French chemical company

Seppic is a French chemical company that designs and supplies specialty products for health and wellbeing. The company is based in France, with distributors and production sites around the world. It has four main areas of business: personal care, pharmaceuticals and nutrition, vaccine adjuvants and injectables, and industrial specialties.

Seppic has been part of the Air Liquide group since 1986. Its research has led to innovations in medical treatments, such as the creation of CimaVax, the first therapeutic vaccine to treat lung cancer.

==History==
In 1943, French chemist André Bondouy founded SEPPIC (Société d’exploitation pour les produits de l’industrie chimique). Between 1946 and 1972, the company expanded, becoming the distributor for several other chemical manufacturers.

In 1972, under the leadership of Jean Martineau (then president of the Paris Chamber of Commerce), the company purchased Société des Produits Chimiques de la Montagne Noire in Castres, France. It created the MONTANE and Montanox product lines of emulsifiers, designed for the cosmetics, pharmaceutical and industrial markets.

In 1986, Seppic become a wholly owned subsidiary of Air Liquide as part of its healthcare business. In 1989, the company established its first American subsidiary in Fairfield, New Jersey.

In 2013, after the 2011 divestiture of a significant portion of its Industrial additives business, SEPPIC acquired BiotechMarine, a company specialized in Marine based cosmetic ingredients including plant stem cells.

In 2017, Seppic finalized the acquisition of Serdex, a specialist of botanical active ingredients for skin treatment.

==Research==
Research conducted by Seppic teams has led to several innovations in the cosmetics and health sectors. The company now holds a portfolio of over 140 patent families.

In an early example of green chemistry in the 1990s, SEPPIC created Montanov 65, an emulsifier derived from matter of vegetable origin.

Later, it created SEPIGELTM 305, a pre-neutralized polymer in an inverse emulsion that enabled new textures, such as gel-creams.

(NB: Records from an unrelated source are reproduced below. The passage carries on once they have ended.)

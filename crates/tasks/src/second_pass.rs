//! Second-pass job: walks a campaign's contacts and bulk-flips their
//! message status so texters can send a follow-up round.
//!
//! Each chunk is a select-then-apply pair. The select reads candidate ids
//! above the watermark; the apply is guarded on the expected current status,
//! so replaying a chunk after a crash matches zero rows instead of
//! double-flipping.

use crate::{context::TaskContext, error::TaskError, mail::Email, templates};
use engine::chunk::ChunkLoop;
use engine::error::EngineError;
use model::{
    chunk::{ChunkResult, Watermark},
    jobs::MarkSecondPassPayload,
    records::{campaign::AutosendStatus, contact::MessageStatus},
};
use tracing::info;

/// Run one mark (or unmark) job end to end. Returns the number of contacts
/// whose status was flipped.
pub async fn run_mark_second_pass(
    ctx: &TaskContext,
    payload: &MarkSecondPassPayload,
) -> Result<u64, TaskError> {
    let store = ctx.store.as_ref();
    let campaign_id = payload.campaign_id;
    let options = payload.options;

    // Marking sends messaged contacts back to the needs-message pool;
    // unmarking reverses an earlier run.
    let (from, to) = if options.unmark {
        (MessageStatus::NeedsMessage, MessageStatus::Messaged)
    } else {
        (MessageStatus::Messaged, MessageStatus::NeedsMessage)
    };

    let contact_count = store.contact_count(campaign_id).await?;
    info!(
        campaign_id,
        contact_count,
        unmark = options.unmark,
        "Starting second pass"
    );

    let mut updated: u64 = 0;
    let operation = if options.unmark {
        "unmark second pass"
    } else {
        "mark second pass"
    };
    ChunkLoop::new(operation, campaign_id, ctx.second_pass_chunk_size, contact_count)
        .run(ctx.progress.as_ref(), async |watermark| {
            let ids = store
                .select_second_pass_chunk(
                    campaign_id,
                    watermark,
                    ctx.second_pass_chunk_size,
                    &options,
                )
                .await
                .map_err(|e| EngineError::process(watermark, e))?;
            let Some(&last) = ids.last() else {
                return Ok(ChunkResult::Done);
            };
            updated += store
                .apply_second_pass(&ids, from, to)
                .await
                .map_err(|e| EngineError::process(watermark, e))?;
            // Advance over the read set, not the written one, so ids that
            // changed status between select and apply are not revisited.
            Ok(ChunkResult::Continue {
                watermark: Watermark(last),
                payload: (),
            })
        })
        .await?;

    // A marked campaign has sendable contacts again; autosend waits for an
    // operator to restart it. Unmark leaves autosend untouched.
    if !options.unmark {
        store
            .set_autosend_status(campaign_id, AutosendStatus::Unstarted)
            .await?;
    }

    let campaign_url = format!(
        "{}/admin/{}/campaigns/{}",
        ctx.base_url.trim_end_matches('/'),
        payload.organization_id,
        campaign_id
    );
    let to_address = store.notification_email(payload.requester_id).await?;
    let action = if options.unmark { "unmarking" } else { "marking" };
    ctx.mailer
        .send(Email {
            to: to_address,
            subject: format!(
                "Second pass {action} complete for {}",
                payload.campaign_title
            ),
            html: templates::second_pass_content(
                &payload.campaign_title,
                &campaign_url,
                options.unmark,
            ),
        })
        .await?;

    info!(campaign_id, updated, "Second pass complete");
    Ok(updated)
}
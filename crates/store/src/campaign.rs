use crate::error::StoreError;
use async_trait::async_trait;
use model::{
    chunk::Watermark,
    export::{ContactExportRow, FilteredContactRow, MessageExportRow},
    jobs::SecondPassOptions,
    records::{
        campaign::AutosendStatus, contact::MessageStatus, interaction_step::InteractionStepRecord,
    },
};

/// Storage contract for the chunk tasks.
///
/// Every `fetch_*_chunk` method returns rows with id strictly above the
/// watermark, ascending, at most `limit` of them. Two calls with the same
/// arguments against an unmodified store return identical rows, and an
/// empty result is the sole exhaustion signal.
///
/// Implementations read chunks through a reader-preferring connection and
/// apply mutations through the primary; no transaction spans more than one
/// chunk.
#[async_trait]
pub trait CampaignStore: Send + Sync {
    async fn contact_count(&self, campaign_id: i64) -> Result<u64, StoreError>;

    async fn filtered_contact_count(&self, campaign_id: i64) -> Result<u64, StoreError>;

    async fn notification_email(&self, requester_id: i64) -> Result<String, StoreError>;

    async fn interaction_steps(
        &self,
        campaign_id: i64,
    ) -> Result<Vec<InteractionStepRecord>, StoreError>;

    /// Distinct campaign-variable names ever defined for the campaign.
    async fn campaign_variable_names(&self, campaign_id: i64) -> Result<Vec<String>, StoreError>;

    /// Distinct custom-field keys across the campaign's contacts (uploaded
    /// and filtered), fixing the export header once per phase.
    async fn custom_field_keys(&self, campaign_id: i64) -> Result<Vec<String>, StoreError>;

    async fn fetch_contact_chunk(
        &self,
        campaign_id: i64,
        watermark: Watermark,
        limit: u64,
        only_opt_outs: bool,
    ) -> Result<Vec<ContactExportRow>, StoreError>;

    /// Messages for the next `limit` contacts (with at least one message)
    /// above the watermark, ordered by contact id then send time. The
    /// watermark advances over contact ids, not message ids.
    async fn fetch_message_chunk(
        &self,
        campaign_id: i64,
        watermark: Watermark,
        limit: u64,
    ) -> Result<Vec<MessageExportRow>, StoreError>;

    async fn fetch_filtered_chunk(
        &self,
        campaign_id: i64,
        watermark: Watermark,
        limit: u64,
    ) -> Result<Vec<FilteredContactRow>, StoreError>;

    /// Candidate ids for one second-pass chunk: contacts above the
    /// watermark matching the mode's status predicate and exclusions,
    /// ascending, at most `limit`. The caller derives the next watermark
    /// from this read set.
    async fn select_second_pass_chunk(
        &self,
        campaign_id: i64,
        watermark: Watermark,
        limit: u64,
        options: &SecondPassOptions,
    ) -> Result<Vec<i64>, StoreError>;

    /// Guarded bulk transition: flips `from -> to` only for the given ids
    /// still in `from`. Replaying an already-applied chunk therefore
    /// matches zero rows. Returns the number of rows updated.
    async fn apply_second_pass(
        &self,
        ids: &[i64],
        from: MessageStatus,
        to: MessageStatus,
    ) -> Result<u64, StoreError>;

    async fn set_autosend_status(
        &self,
        campaign_id: i64,
        status: AutosendStatus,
    ) -> Result<(), StoreError>;
}
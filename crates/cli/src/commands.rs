use clap::Subcommand;

#[derive(Subcommand)]
pub enum Commands {
    /// Export a campaign's record sets to CSV artifacts
    Export {
        #[arg(long, help = "Path to a JSON job payload file")]
        payload: Option<String>,

        #[arg(long, help = "Inline JSON job payload")]
        payload_json: Option<String>,
    },
    /// Mark (or unmark) a campaign's contacts for a second pass
    SecondPass {
        #[arg(long, help = "Path to a JSON job payload file")]
        payload: Option<String>,

        #[arg(long, help = "Inline JSON job payload")]
        payload_json: Option<String>,
    },
}
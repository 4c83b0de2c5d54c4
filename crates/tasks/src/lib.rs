pub mod context;
pub mod error;
pub mod export;
pub mod mail;
pub mod second_pass;
pub mod settings;
pub mod templates;
pub mod upload;
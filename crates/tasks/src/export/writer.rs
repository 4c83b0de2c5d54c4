//! Incremental CSV encoding over an upload stream.

use crate::export::shape::ExportRow;
use crate::upload::{UploadError, UploadStream};
use bytes::Bytes;
use tracing::warn;

/// Streams shaped rows as CSV into one artifact upload. The header is
/// emitted with the first batch; the column order is fixed for the life
/// of the writer.
pub struct CsvStreamWriter {
    key: String,
    stream: Box<dyn UploadStream>,
    columns: Vec<String>,
    wrote_header: bool,
    write_failed: bool,
}

impl CsvStreamWriter {
    pub fn new(key: impl Into<String>, stream: Box<dyn UploadStream>, columns: Vec<String>) -> Self {
        CsvStreamWriter {
            key: key.into(),
            stream,
            columns,
            wrote_header: false,
            write_failed: false,
        }
    }

    /// Encode and send a batch of rows. A failed send is logged and the
    /// writer keeps accepting batches; the artifact may come out truncated
    /// but the job carries on, matching the long-standing export behavior.
    pub async fn write_rows(&mut self, rows: &[ExportRow]) -> Result<(), UploadError> {
        if rows.is_empty() {
            return Ok(());
        }

        let mut buffer = Vec::new();
        {
            let mut encoder = csv::Writer::from_writer(&mut buffer);
            if !self.wrote_header {
                if let Err(e) = encoder.write_record(&self.columns) {
                    warn!(key = %self.key, error = %e, "Failed to encode CSV header");
                    self.write_failed = true;
                    return Ok(());
                }
                self.wrote_header = true;
            }
            for row in rows {
                let record = self
                    .columns
                    .iter()
                    .map(|column| row.get(column).map(String::as_str).unwrap_or(""));
                if let Err(e) = encoder.write_record(record) {
                    warn!(key = %self.key, error = %e, "Failed to encode CSV row");
                    self.write_failed = true;
                    return Ok(());
                }
            }
            if let Err(e) = encoder.flush() {
                warn!(key = %self.key, error = %e, "Failed to flush CSV encoder");
                self.write_failed = true;
                return Ok(());
            }
        }

        if let Err(e) = self.stream.write(Bytes::from(buffer)).await {
            warn!(key = %self.key, error = %e, "Failed to stream CSV chunk; artifact may be truncated");
            self.write_failed = true;
        }
        Ok(())
    }

    /// Finalize the upload and return the artifact URL.
    pub async fn close(mut self) -> Result<String, UploadError> {
        if !self.wrote_header {
            // Header-only artifact for empty result sets.
            let mut buffer = Vec::new();
            {
                let mut encoder = csv::Writer::from_writer(&mut buffer);
                if let Err(e) = encoder.write_record(&self.columns) {
                    warn!(key = %self.key, error = %e, "Failed to encode CSV header");
                }
            }
            if let Err(e) = self.stream.write(Bytes::from(buffer)).await {
                warn!(key = %self.key, error = %e, "Failed to stream CSV header");
            }
        }
        if self.write_failed {
            warn!(key = %self.key, "One or more CSV batches were dropped; artifact is incomplete");
        }
        self.stream.finish().await
    }
}

#[cfg(test)]
mod tests {
    use super::*;
    use crate::upload::{MemoryUploadStore, UploadStore};
    use std::collections::HashMap;

    fn row(pairs: &[(&str, &str)]) -> ExportRow {
        pairs
            .iter()
            .map(|(k, v)| (k.to_string(), v.to_string()))
            .collect::<HashMap<_, _>>()
    }

    #[tokio::test]
    async fn header_is_written_once_and_columns_stay_ordered() {
        let uploads = MemoryUploadStore::new();
        let stream = uploads.begin("out.csv").await.unwrap();
        let columns = vec!["a".to_string(), "b".to_string()];
        let mut writer = CsvStreamWriter::new("out.csv", stream, columns);

        writer
            .write_rows(&[row(&[("a", "1"), ("b", "2")])])
            .await
            .unwrap();
        writer
            .write_rows(&[row(&[("b", "4"), ("a", "3")])])
            .await
            .unwrap();
        let url = writer.close().await.unwrap();

        assert_eq!(url, "memory://out.csv");
        let content = String::from_utf8(uploads.object("out.csv").unwrap()).unwrap();
        assert_eq!(content, "a,b\n1,2\n3,4\n");
    }

    #[tokio::test]
    async fn missing_cells_render_as_empty_fields() {
        let uploads = MemoryUploadStore::new();
        let stream = uploads.begin("out.csv").await.unwrap();
        let columns = vec!["a".to_string(), "b".to_string(), "c".to_string()];
        let mut writer = CsvStreamWriter::new("out.csv", stream, columns);

        writer.write_rows(&[row(&[("a", "1")])]).await.unwrap();
        writer.close().await.unwrap();

        let content = String::from_utf8(uploads.object("out.csv").unwrap()).unwrap();
        assert_eq!(content, "a,b,c\n1,,\n");
    }

    #[tokio::test]
    async fn empty_result_set_still_produces_a_header() {
        let uploads = MemoryUploadStore::new();
        let stream = uploads.begin("out.csv").await.unwrap();
        let writer = CsvStreamWriter::new(
            "out.csv",
            stream,
            vec!["a".to_string(), "b".to_string()],
        );
        writer.close().await.unwrap();

        let content = String::from_utf8(uploads.object("out.csv").unwrap()).unwrap();
        assert_eq!(content, "a,b\n");
    }
}
pub mod chunk;
pub mod export;
pub mod jobs;
pub mod records;
use std::env;
use thiserror::Error;

const DEFAULT_CHUNK_SIZE: u64 = 1000;

#[derive(Error, Debug)]
pub enum SettingsError {
    #[error("Missing required environment variable: {0}")]
    Missing(&'static str),

    #[error("Invalid value for {key}: '{value}'")]
    Invalid { key: &'static str, value: String },
}

#[derive(Debug, Clone)]
pub struct Settings {
    pub database_url: String,
    /// Reader-preferring connection for chunk fetches; defaults to the
    /// primary when unset.
    pub database_reader_url: String,
    pub export_chunk_size: u64,
    pub second_pass_chunk_size: u64,
    pub export_dir: String,
    pub export_base_url: Option<String>,
    pub email_webhook_url: Option<String>,
    pub base_url: String,
}

impl Settings {
    pub fn from_env() -> Result<Self, SettingsError> {
        let database_url =
            env::var("DATABASE_URL").map_err(|_| SettingsError::Missing("DATABASE_URL"))?;
        let database_reader_url =
            env::var("DATABASE_READER_URL").unwrap_or_else(|_| database_url.clone());

        Ok(Settings {
            database_url,
            database_reader_url,
            export_chunk_size: chunk_size_var("EXPORT_CHUNK_SIZE")?,
            second_pass_chunk_size: chunk_size_var("SECOND_PASS_CHUNK_SIZE")?,
            export_dir: env::var("EXPORT_DIR").unwrap_or_else(|_| "./exports".to_string()),
            export_base_url: env::var("EXPORT_BASE_URL").ok(),
            email_webhook_url: env::var("EMAIL_WEBHOOK_URL").ok(),
            base_url: env::var("BASE_URL").unwrap_or_else(|_| "http://localhost:3000".to_string()),
        })
    }
}

fn chunk_size_var(key: &'static str) -> Result<u64, SettingsError> {
    match env::var(key) {
        Err(_) => Ok(DEFAULT_CHUNK_SIZE),
        Ok(raw) => raw
            .parse::<u64>()
            .ok()
            .filter(|size| *size > 0)
            .ok_or(SettingsError::Invalid { key, value: raw }),
    }
}

#[cfg(test)]
mod tests {
    use super::*;

    #[test]
    fn chunk_size_rejects_zero_and_garbage() {
        // SAFETY: single-threaded test process mutation of the environment.
        unsafe {
            env::set_var("TEST_CHUNK_SIZE_A", "0");
        }
        assert!(matches!(
            chunk_size_var("TEST_CHUNK_SIZE_A"),
            Err(SettingsError::Invalid { .. })
        ));
        unsafe {
            env::set_var("TEST_CHUNK_SIZE_A", "250");
        }
        assert_eq!(chunk_size_var("TEST_CHUNK_SIZE_A").unwrap(), 250);
        unsafe {
            env::remove_var("TEST_CHUNK_SIZE_A");
        }
        assert_eq!(chunk_size_var("TEST_CHUNK_SIZE_A").unwrap(), 1000);
    }
}
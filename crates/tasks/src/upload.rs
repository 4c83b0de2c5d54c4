//! Durable artifact sinks. Uploads begin transmitting before the full row
//! set is known; the artifact URL becomes available only after `finish`
//! is acknowledged.

use async_trait::async_trait;
use bytes::Bytes;
use std::collections::HashMap;
use std::path::PathBuf;
use std::sync::{Arc, Mutex};
use thiserror::Error;
use tokio::{fs, io::AsyncWriteExt};
use tracing::info;

#[derive(Error, Debug)]
pub enum UploadError {
    #[error("Failed to open upload for '{key}': {source}")]
    Open {
        key: String,
        #[source]
        source: std::io::Error,
    },

    #[error("Failed to write to upload '{key}': {source}")]
    Write {
        key: String,
        #[source]
        source: std::io::Error,
    },

    #[error("Failed to finalize upload '{key}': {source}")]
    Finish {
        key: String,
        #[source]
        source: std::io::Error,
    },
}

/// One in-flight artifact upload.
#[async_trait]
pub trait UploadStream: Send {
    async fn write(&mut self, chunk: Bytes) -> Result<(), UploadError>;

    /// Flush buffered output and wait for the sink's acknowledgment.
    /// Returns the fetchable artifact URL.
    async fn finish(self: Box<Self>) -> Result<String, UploadError>;
}

#[async_trait]
pub trait UploadStore: Send + Sync {
    async fn begin(&self, key: &str) -> Result<Box<dyn UploadStream>, UploadError>;
}

/// Filesystem-backed upload store. Artifacts land under `root`; links are
/// `base_url`-prefixed when configured, plain `file://` paths otherwise.
pub struct FsUploadStore {
    root: PathBuf,
    base_url: Option<String>,
}

impl FsUploadStore {
    pub fn new(root: impl Into<PathBuf>, base_url: Option<String>) -> Self {
        FsUploadStore {
            root: root.into(),
            base_url,
        }
    }
}

#[async_trait]
impl UploadStore for FsUploadStore {
    async fn begin(&self, key: &str) -> Result<Box<dyn UploadStream>, UploadError> {
        let path = self.root.join(key);
        if let Some(parent) = path.parent() {
            fs::create_dir_all(parent).await.map_err(|source| UploadError::Open {
                key: key.to_string(),
                source,
            })?;
        }
        let file = fs::File::create(&path).await.map_err(|source| UploadError::Open {
            key: key.to_string(),
            source,
        })?;
        let url = match &self.base_url {
            Some(base) => format!("{}/{}", base.trim_end_matches('/'), key),
            None => format!("file://{}", path.display()),
        };
        Ok(Box::new(FsUploadStream {
            key: key.to_string(),
            file,
            url,
        }))
    }
}

struct FsUploadStream {
    key: String,
    file: fs::File,
    url: String,
}

#[async_trait]
impl UploadStream for FsUploadStream {
    async fn write(&mut self, chunk: Bytes) -> Result<(), UploadError> {
        self.file
            .write_all(&chunk)
            .await
            .map_err(|source| UploadError::Write {
                key: self.key.clone(),
                source,
            })
    }

    async fn finish(mut self: Box<Self>) -> Result<String, UploadError> {
        self.file
            .flush()
            .await
            .map_err(|source| UploadError::Finish {
                key: self.key.clone(),
                source,
            })?;
        self.file
            .sync_all()
            .await
            .map_err(|source| UploadError::Finish {
                key: self.key.clone(),
                source,
            })?;
        info!(key = %self.key, url = %self.url, "Upload finished");
        Ok(self.url)
    }
}

/// In-memory upload store for tests: captures artifact bytes by key.
#[derive(Default, Clone)]
pub struct MemoryUploadStore {
    objects: Arc<Mutex<HashMap<String, Vec<u8>>>>,
}

impl MemoryUploadStore {
    pub fn new() -> Self {
        MemoryUploadStore::default()
    }

    pub fn object(&self, key: &str) -> Option<Vec<u8>> {
        self.objects.lock().unwrap().get(key).cloned()
    }

    pub fn keys(&self) -> Vec<String> {
        let mut keys: Vec<String> = self.objects.lock().unwrap().keys().cloned().collect();
        keys.sort();
        keys
    }
}

#[async_trait]
impl UploadStore for MemoryUploadStore {
    async fn begin(&self, key: &str) -> Result<Box<dyn UploadStream>, UploadError> {
        Ok(Box::new(MemoryUploadStream {
            key: key.to_string(),
            buffer: Vec::new(),
            objects: self.objects.clone(),
        }))
    }
}

struct MemoryUploadStream {
    key: String,
    buffer: Vec<u8>,
    objects: Arc<Mutex<HashMap<String, Vec<u8>>>>,
}

#[async_trait]
impl UploadStream for MemoryUploadStream {
    async fn write(&mut self, chunk: Bytes) -> Result<(), UploadError> {
        self.buffer.extend_from_slice(&chunk);
        Ok(())
    }

    async fn finish(self: Box<Self>) -> Result<String, UploadError> {
        let url = format!("memory://{}", self.key);
        self.objects.lock().unwrap().insert(self.key, self.buffer);
        Ok(url)
    }
}
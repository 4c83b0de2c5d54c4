pub mod error;
pub mod memory;
pub mod pg;

mod campaign;

pub use campaign::CampaignStore;
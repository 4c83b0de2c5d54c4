use crate::error::ProgressError;
use async_trait::async_trait;
use tracing::info;

/// Reports job progress to the external job tracker.
///
/// The active chunk loop owns the job's 0-100 progress value for its
/// lifetime; phases of one job share the budget via divider/offset on
/// [`crate::chunk::ChunkLoop`].
#[async_trait]
pub trait ProgressSink: Send + Sync {
    async fn update_status(&self, percent: u8) -> Result<(), ProgressError>;
}

/// Test configuration: progress updates are dropped.
pub struct NoopProgress;

#[async_trait]
impl ProgressSink for NoopProgress {
    async fn update_status(&self, _percent: u8) -> Result<(), ProgressError> {
        Ok(())
    }
}

/// Reports progress to the log stream. Used by the CLI runner, where no job
/// tracker is attached.
pub struct LogProgress;

#[async_trait]
impl ProgressSink for LogProgress {
    async fn update_status(&self, percent: u8) -> Result<(), ProgressError> {
        info!(percent, "Job progress");
        Ok(())
    }
}
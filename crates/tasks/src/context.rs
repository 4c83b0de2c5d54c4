use crate::{mail::Mailer, upload::UploadStore};
use engine::progress::ProgressSink;
use std::sync::Arc;
use store::CampaignStore;

/// Everything a job driver needs, passed explicitly rather than read from
/// ambient state so concurrent jobs can coexist in one process.
#[derive(Clone)]
pub struct TaskContext {
    pub store: Arc<dyn CampaignStore>,
    pub uploads: Arc<dyn UploadStore>,
    pub mailer: Arc<dyn Mailer>,
    pub progress: Arc<dyn ProgressSink>,
    pub export_chunk_size: u64,
    pub second_pass_chunk_size: u64,
    /// Root for links back into the app (campaign pages in emails).
    pub base_url: String,
}
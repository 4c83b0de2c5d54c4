//! Completion notifications. Sent once per job, after all phases finish,
//! so a notification failure can never discard produced artifacts.

use async_trait::async_trait;
use serde::Serialize;
use std::sync::Mutex;
use thiserror::Error;
use tracing::info;

#[derive(Error, Debug)]
pub enum MailError {
    #[error("Mail delivery failed: {0}")]
    Delivery(#[from] reqwest::Error),

    #[error("Mail endpoint rejected the message: {status}")]
    Rejected { status: u16 },
}

#[derive(Debug, Clone, Serialize)]
pub struct Email {
    pub to: String,
    pub subject: String,
    pub html: String,
}

#[async_trait]
pub trait Mailer: Send + Sync {
    async fn send(&self, email: Email) -> Result<(), MailError>;
}

/// Posts the message as JSON to a mail-delivery webhook.
pub struct WebhookMailer {
    endpoint: String,
    client: reqwest::Client,
}

impl WebhookMailer {
    pub fn new(endpoint: impl Into<String>) -> Self {
        WebhookMailer {
            endpoint: endpoint.into(),
            client: reqwest::Client::new(),
        }
    }
}

#[async_trait]
impl Mailer for WebhookMailer {
    async fn send(&self, email: Email) -> Result<(), MailError> {
        let response = self
            .client
            .post(&self.endpoint)
            .json(&email)
            .send()
            .await?;
        if !response.status().is_success() {
            return Err(MailError::Rejected {
                status: response.status().as_u16(),
            });
        }
        Ok(())
    }
}

/// Fallback when no mail endpoint is configured: the notification is
/// visible in the logs only.
pub struct LogMailer;

#[async_trait]
impl Mailer for LogMailer {
    async fn send(&self, email: Email) -> Result<(), MailError> {
        info!(to = %email.to, subject = %email.subject, "Notification email (no mail endpoint configured)");
        Ok(())
    }
}

/// Captures sent mail for assertions.
#[derive(Default)]
pub struct MemoryMailer {
    sent: Mutex<Vec<Email>>,
}

impl MemoryMailer {
    pub fn new() -> Self {
        MemoryMailer::default()
    }

    pub fn sent(&self) -> Vec<Email> {
        self.sent.lock().unwrap().clone()
    }
}

#[async_trait]
impl Mailer for MemoryMailer {
    async fn send(&self, email: Email) -> Result<(), MailError> {
        self.sent.lock().unwrap().push(email);
        Ok(())
    }
}
mod crud_tests;
mod serialize_tests;
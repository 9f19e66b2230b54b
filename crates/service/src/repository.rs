use async_trait::async_trait;
use sea_orm::DatabaseConnection;

use crate::errors::ServiceError;

/// Storage handle for the cupcake resource. Handlers receive this as an
/// injected dependency so tests can substitute an in-memory implementation.
#[async_trait]
pub trait CupcakeRepository: Send + Sync {
    async fn list(&self) -> Result<Vec<models::cupcake::Model>, ServiceError>;
    async fn create(&self, flavor: &str, size: &str, rating: f64, image: Option<&str>) -> Result<models::cupcake::Model, ServiceError>;
    async fn get(&self, id: i32) -> Result<Option<models::cupcake::Model>, ServiceError>;
    async fn update(&self, id: i32, flavor: Option<&str>, size: Option<&str>, rating: Option<f64>, image: Option<&str>) -> Result<models::cupcake::Model, ServiceError>;
    async fn delete(&self, id: i32) -> Result<bool, ServiceError>;
}

/// SeaORM-backed repository implementation.
pub struct SeaOrmCupcakeRepository {
    pub db: DatabaseConnection,
}

#[async_trait]
impl CupcakeRepository for SeaOrmCupcakeRepository {
    async fn list(&self) -> Result<Vec<models::cupcake::Model>, ServiceError> {
        crate::cupcake_service::list_cupcakes(&self.db).await
    }

    async fn create(&self, flavor: &str, size: &str, rating: f64, image: Option<&str>) -> Result<models::cupcake::Model, ServiceError> {
        crate::cupcake_service::create_cupcake(&self.db, flavor, size, rating, image).await
    }

    async fn get(&self, id: i32) -> Result<Option<models::cupcake::Model>, ServiceError> {
        crate::cupcake_service::get_cupcake(&self.db, id).await
    }

    async fn update(&self, id: i32, flavor: Option<&str>, size: Option<&str>, rating: Option<f64>, image: Option<&str>) -> Result<models::cupcake::Model, ServiceError> {
        crate::cupcake_service::update_cupcake(&self.db, id, flavor, size, rating, image).await
    }

    async fn delete(&self, id: i32) -> Result<bool, ServiceError> {
        crate::cupcake_service::delete_cupcake(&self.db, id).await
    }
}
use std::{env, net::SocketAddr, sync::Arc};

use axum::Router;
use common::utils::logging::init_logging_default;
use dotenvy::dotenv;
use migration::MigratorTrait;
use sea_orm::DatabaseConnection;
use service::repository::SeaOrmCupcakeRepository;
use tower_http::cors::CorsLayer;
use tracing::info;

use crate::routes::{self, ServerState};

/// Initialize logging via shared common utils
fn init_logging() {
    init_logging_default();
}

fn build_cors() -> CorsLayer {
    CorsLayer::very_permissive()
}

/// Connect with pool settings from config.toml when present, else fall back
/// to the plain DATABASE_URL connection.
async fn connect_db() -> anyhow::Result<DatabaseConnection> {
    match configs::AppConfig::load_and_validate() {
        Ok(cfg) => models::db::connect_with_config(&cfg.database).await,
        Err(_) => models::db::connect().await,
    }
}

/// Load host/port from configs or env vars, with sensible fallbacks
fn load_bind_addr() -> anyhow::Result<SocketAddr> {
    let (host, port) = match configs::load_default() {
        Ok(cfg) => {
            let s = cfg.server;
            (s.host, s.port)
        }
        Err(_) => {
            let host = env::var("SERVER_HOST").unwrap_or_else(|_| "127.0.0.1".to_string());
            let port = env::var("SERVER_PORT")
                .ok()
                .and_then(|p| p.parse::<u16>().ok())
                .unwrap_or(8081);
            (host, port)
        }
    };
    Ok(format!("{}:{}", host, port).parse()?)
}

/// Public entry: build the app and run the HTTP server
pub async fn run() -> anyhow::Result<()> {
    dotenv().ok();
    init_logging();

    // DB connection, schema up to date before serving traffic
    let db = connect_db().await?;
    migration::Migrator::up(&db, None).await?;

    let state = ServerState {
        repo: Arc::new(SeaOrmCupcakeRepository { db }),
    };

    // Build router
    let cors = build_cors();
    let app: Router = routes::build_router(cors, state);

    // Bind and serve
    let addr = load_bind_addr()?;
    info!(%addr, "starting cupcakes server");
    let listener = tokio::net::TcpListener::bind(addr).await?;
    axum::serve(listener, app).await?;
    Ok(())
}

In 2008, Seppic adjuvants were used to develop CimaVax, the first therapeutic vaccine to treat lung cancer.

==Partnerships==
Seppic has research partnerships in the fields of health, nutrition, personal care, and vaccines with French and international companies, including the Japanese chemical giant Shin-Etsu. Seppic is also involved with the Cosmetic Valley business cluster.